- Advertisement -spot_img
- Advertisement -spot_img

Here Comes Your New Neighborhood: What SPURA Means For the LES

Must Read

The Seward Park site, looking south on Delancey Street. Photo by Vivienne Gucwa.

The following story first appeared in the May 2012 edition of The Lo-Down’s print magazine:

It’s a beautiful spring morning on the Lower East Side in the year 2022. You have awakened in your sun-splashed rental apartment on the 24th floor of Seward Park Plaza East, a recently completed building on the southwest corner of Delancey and Clinton streets. As is your Saturday habit, you throw on some clothes and head on over to the gleaming new Essex Street Market, passing by shoppers heading into the Home Depot that consumes the second floor of your building.

Inside the bustling market, you glance at a small exhibit acknowledging its pushcart origins in four recently demolished WPA-era buildings further up Essex Street. Coffee and egg sandwich in hand, you emerge on Broome Street at a small park. Sitting on a bench, you watch kids swinging and coiffed doormen greeting guests at the boutique hotel that’s just opened near the Williamsburg Bridge. Finishing breakfast, you wander up the block to check out what’s playing at the Seward Park Cinema.
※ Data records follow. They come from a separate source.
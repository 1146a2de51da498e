//! Wire protocol messages.
//!
//! Every server message is an array `[type, payload...]`. Actor records are
//! positional arrays to keep frames small:
//!
//! - INIT / CREATE / UPDATE: `[[id, x, y, mx, my, (class)], payload?]`
//! - REMOVE: `[id]`
//! - DESTROY: `[id, x, y]`
//! - EVENT: `id, kind, data?` (spread over the message itself)

use std::fmt;

use serde::{Deserialize, Serialize};
use serde_json::{json, Map, Value};

use crate::{codec, error::ProtocolError};

/// Positions and velocities are sent with this many decimals.
pub const WIRE_DECIMALS: i32 = 2;

/// Rounds a coordinate to wire precision.
pub fn round_wire(v: f64) -> f64 {
    let scale = 10f64.powi(WIRE_DECIMALS);
    (v * scale).round() / scale
}

/// Identifies an actor. Never reused within one registry.
#[derive(Debug, Clone, Copy, PartialEq, Eq, PartialOrd, Ord, Hash, Serialize, Deserialize)]
pub struct ActorId(pub u64);

impl fmt::Display for ActorId {
    fn fmt(&self, f: &mut fmt::Formatter<'_>) -> fmt::Result {
        write!(f, "a{}", self.0)
    }
}

/// Identifies a connected session.
#[derive(Debug, Clone, Copy, PartialEq, Eq, PartialOrd, Ord, Hash, Serialize, Deserialize)]
pub struct SessionId(pub u64);

impl fmt::Display for SessionId {
    fn fmt(&self, f: &mut fmt::Formatter<'_>) -> fmt::Result {
        write!(f, "s{}", self.0)
    }
}

/// Actor class name, the key into behavior tables on both ends.
#[derive(Debug, Clone, PartialEq, Eq, PartialOrd, Ord, Hash, Serialize, Deserialize)]
pub struct ClassId(pub String);

impl ClassId {
    pub fn as_str(&self) -> &str {
        &self.0
    }
}

impl fmt::Display for ClassId {
    fn fmt(&self, f: &mut fmt::Formatter<'_>) -> fmt::Result {
        f.write_str(&self.0)
    }
}

impl From<&str> for ClassId {
    fn from(s: &str) -> Self {
        ClassId(s.to_string())
    }
}

impl From<String> for ClassId {
    fn from(s: String) -> Self {
        ClassId(s)
    }
}

/// Numeric message type codes.
#[derive(Debug, Clone, Copy, PartialEq, Eq)]
#[repr(u8)]
pub enum MsgType {
    GameStart = 1,
    GameFields = 2,
    GameShutdown = 3,
    ActorsInit = 4,
    ActorsCreate = 5,
    ActorsUpdate = 6,
    ActorsRemove = 7,
    ActorsDestroy = 8,
    ActorsEvent = 9,
}

impl MsgType {
    pub fn from_code(code: u64) -> Option<Self> {
        Some(match code {
            1 => Self::GameStart,
            2 => Self::GameFields,
            3 => Self::GameShutdown,
            4 => Self::ActorsInit,
            5 => Self::ActorsCreate,
            6 => Self::ActorsUpdate,
            7 => Self::ActorsRemove,
            8 => Self::ActorsDestroy,
            9 => Self::ActorsEvent,
            _ => return None,
        })
    }

    pub fn code(self) -> u64 {
        self as u64
    }
}

/// Serialized actor state. `class` is only present in full records.
#[derive(Debug, Clone, PartialEq)]
pub struct ActorFrame {
    pub id: ActorId,
    pub x: f64,
    pub y: f64,
    pub mx: f64,
    pub my: f64,
    pub class: Option<ClassId>,
    pub payload: Option<Value>,
}

impl ActorFrame {
    /// Builds a frame with coordinates rounded to wire precision.
    pub fn new(id: ActorId, pos: (f64, f64), vel: (f64, f64)) -> Self {
        Self {
            id,
            x: round_wire(pos.0),
            y: round_wire(pos.1),
            mx: round_wire(vel.0),
            my: round_wire(vel.1),
            class: None,
            payload: None,
        }
    }

    pub fn is_full(&self) -> bool {
        self.class.is_some()
    }

    fn to_value(&self) -> Value {
        let mut raw = vec![
            json!(self.id.0),
            json!(self.x),
            json!(self.y),
            json!(self.mx),
            json!(self.my),
        ];
        if let Some(class) = &self.class {
            raw.push(Value::String(class.0.clone()));
        }
        let mut rec = vec![Value::Array(raw)];
        if let Some(payload) = self.payload.as_ref().filter(|p| !p.is_null()) {
            rec.push(payload.clone());
        }
        Value::Array(rec)
    }

    fn from_value(v: &Value) -> Result<Self, ProtocolError> {
        let rec = v.as_array().ok_or(ProtocolError::Malformed("actor record"))?;
        let raw = rec
            .first()
            .and_then(Value::as_array)
            .ok_or(ProtocolError::Malformed("actor state"))?;
        if raw.len() < 5 {
            return Err(ProtocolError::Malformed("actor state"));
        }
        let num = |i: usize| raw[i].as_f64().ok_or(ProtocolError::Malformed("actor coordinate"));
        Ok(Self {
            id: ActorId(raw[0].as_u64().ok_or(ProtocolError::Malformed("actor id"))?),
            x: num(1)?,
            y: num(2)?,
            mx: num(3)?,
            my: num(4)?,
            class: match raw.get(5) {
                Some(Value::String(s)) => Some(ClassId(s.clone())),
                Some(_) => return Err(ProtocolError::Malformed("actor class")),
                None => None,
            },
            payload: rec.get(1).cloned(),
        })
    }
}

/// Final state of a destroyed actor.
#[derive(Debug, Clone, Copy, PartialEq)]
pub struct ActorDestroyed {
    pub id: ActorId,
    pub x: f64,
    pub y: f64,
}

/// An application event addressed to one actor.
#[derive(Debug, Clone, PartialEq)]
pub struct ActorEvent {
    pub id: ActorId,
    pub kind: String,
    pub data: Option<Value>,
}

/// Server → client message.
#[derive(Debug, Clone, PartialEq)]
pub enum ServerMsg {
    GameStart {
        session_id: SessionId,
        tick_interval_ms: u64,
        fields: Map<String, Value>,
    },
    GameFields(Map<String, Value>),
    GameShutdown,
    ActorsInit(Vec<ActorFrame>),
    ActorsCreate(Vec<ActorFrame>),
    ActorsUpdate(Vec<ActorFrame>),
    ActorsRemove(Vec<ActorId>),
    ActorsDestroy(Vec<ActorDestroyed>),
    ActorsEvent(ActorEvent),
}

impl ServerMsg {
    pub fn msg_type(&self) -> MsgType {
        match self {
            ServerMsg::GameStart { .. } => MsgType::GameStart,
            ServerMsg::GameFields(_) => MsgType::GameFields,
            ServerMsg::GameShutdown => MsgType::GameShutdown,
            ServerMsg::ActorsInit(_) => MsgType::ActorsInit,
            ServerMsg::ActorsCreate(_) => MsgType::ActorsCreate,
            ServerMsg::ActorsUpdate(_) => MsgType::ActorsUpdate,
            ServerMsg::ActorsRemove(_) => MsgType::ActorsRemove,
            ServerMsg::ActorsDestroy(_) => MsgType::ActorsDestroy,
            ServerMsg::ActorsEvent(_) => MsgType::ActorsEvent,
        }
    }

    /// Returns the message as its top-level array elements.
    pub fn to_elements(&self) -> Vec<Value> {
        let mut out = vec![json!(self.msg_type().code())];
        match self {
            ServerMsg::GameStart {
                session_id,
                tick_interval_ms,
                fields,
            } => {
                out.push(json!(session_id.0));
                out.push(json!(tick_interval_ms));
                out.push(Value::Object(fields.clone()));
            }
            ServerMsg::GameFields(fields) => out.push(Value::Object(fields.clone())),
            ServerMsg::GameShutdown => {}
            ServerMsg::ActorsInit(frames)
            | ServerMsg::ActorsCreate(frames)
            | ServerMsg::ActorsUpdate(frames) => {
                out.extend(frames.iter().map(ActorFrame::to_value));
            }
            ServerMsg::ActorsRemove(ids) => {
                out.extend(ids.iter().map(|id| json!([id.0])));
            }
            ServerMsg::ActorsDestroy(items) => {
                out.extend(items.iter().map(|d| json!([d.id.0, d.x, d.y])));
            }
            ServerMsg::ActorsEvent(ev) => {
                out.push(json!(ev.id.0));
                out.push(Value::String(ev.kind.clone()));
                if let Some(data) = &ev.data {
                    out.push(data.clone());
                }
            }
        }
        out
    }

    pub fn from_elements(elements: Vec<Value>) -> Result<Self, ProtocolError> {
        let mut it = elements.into_iter();
        let code = it
            .next()
            .ok_or(ProtocolError::Empty)?
            .as_u64()
            .ok_or(ProtocolError::Malformed("message type"))?;
        let ty = MsgType::from_code(code).ok_or(ProtocolError::UnknownType(code))?;
        let rest: Vec<Value> = it.collect();

        let fields_at = |i: usize| -> Result<Map<String, Value>, ProtocolError> {
            match rest.get(i) {
                Some(Value::Object(m)) => Ok(m.clone()),
                _ => Err(ProtocolError::Malformed("shared fields")),
            }
        };
        let frames = || rest.iter().map(ActorFrame::from_value).collect::<Result<Vec<_>, _>>();

        Ok(match ty {
            MsgType::GameStart => ServerMsg::GameStart {
                session_id: SessionId(
                    rest.first()
                        .and_then(Value::as_u64)
                        .ok_or(ProtocolError::Malformed("session id"))?,
                ),
                tick_interval_ms: rest
                    .get(1)
                    .and_then(Value::as_u64)
                    .ok_or(ProtocolError::Malformed("tick interval"))?,
                fields: fields_at(2)?,
            },
            MsgType::GameFields => ServerMsg::GameFields(fields_at(0)?),
            MsgType::GameShutdown => ServerMsg::GameShutdown,
            MsgType::ActorsInit => ServerMsg::ActorsInit(frames()?),
            MsgType::ActorsCreate => ServerMsg::ActorsCreate(frames()?),
            MsgType::ActorsUpdate => ServerMsg::ActorsUpdate(frames()?),
            MsgType::ActorsRemove => ServerMsg::ActorsRemove(
                rest.iter()
                    .map(|v| {
                        v.get(0)
                            .and_then(Value::as_u64)
                            .map(ActorId)
                            .ok_or(ProtocolError::Malformed("remove record"))
                    })
                    .collect::<Result<_, _>>()?,
            ),
            MsgType::ActorsDestroy => ServerMsg::ActorsDestroy(
                rest.iter()
                    .map(|v| {
                        let bad = ProtocolError::Malformed("destroy record");
                        let id = v.get(0).and_then(Value::as_u64).ok_or(bad)?;
                        let x = v.get(1).and_then(Value::as_f64);
                        let y = v.get(2).and_then(Value::as_f64);
                        match (x, y) {
                            (Some(x), Some(y)) => Ok(ActorDestroyed {
                                id: ActorId(id),
                                x,
                                y,
                            }),
                            _ => Err(ProtocolError::Malformed("destroy record")),
                        }
                    })
                    .collect::<Result<_, _>>()?,
            ),
            MsgType::ActorsEvent => ServerMsg::ActorsEvent(ActorEvent {
                id: ActorId(
                    rest.first()
                        .and_then(Value::as_u64)
                        .ok_or(ProtocolError::Malformed("event actor id"))?,
                ),
                kind: rest
                    .get(1)
                    .and_then(Value::as_str)
                    .ok_or(ProtocolError::Malformed("event kind"))?
                    .to_string(),
                data: rest.get(2).cloned(),
            }),
        })
    }

    /// Encodes the message as a terse frame.
    pub fn encode(&self) -> String {
        codec::encode_frame(&self.to_elements())
    }

    /// Decodes a terse frame.
    pub fn decode(frame: &str) -> Result<Self, ProtocolError> {
        Self::from_elements(codec::decode_frame(frame)?)
    }
}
This scenario, a scant 10 years from now, may seem far-fetched. After all, people on the Lower East Side have been anticipating the redevelopment of the former Seward Park Urban Renewal Area (SPURA) for more than 40 years. A little bit of skepticism is understandable. But here’s the reality: On Tuesday, May 22, Community Board 3 will vote yes or no on the city’s plan for one of the most valuable development sites in Manhattan. If, as expected, board members approve the land use application, this neighborhood-transforming project will adopt an air of inevitability. While community leaders hope the city will continue to consult them, CB3’s official role in the process will be over. Two to three years from now, we may very well see the first shovels in the ground.

Dominic Pisciotta Berg, chairman of CB3, said recently the project would create “vibrant street life to land that has been blighted” for many years and establish a new “micro-neighborhood that will fit into the great history of the Lower East Side.”

SPURA, now rebranded the “Seward Park Mixed-Use Development Project,” has been the subject of fierce community battles since 1967, the year bulldozers swept away thousands of homes and businesses in the name of urban renewal. In the decades that followed, many proposals were floated, all of them derailed by neighborhood infighting, primarily over affordable housing. In 2008, the community board decided enough was enough and, in painstaking negotiations, finally drafted a compromise its members could accept.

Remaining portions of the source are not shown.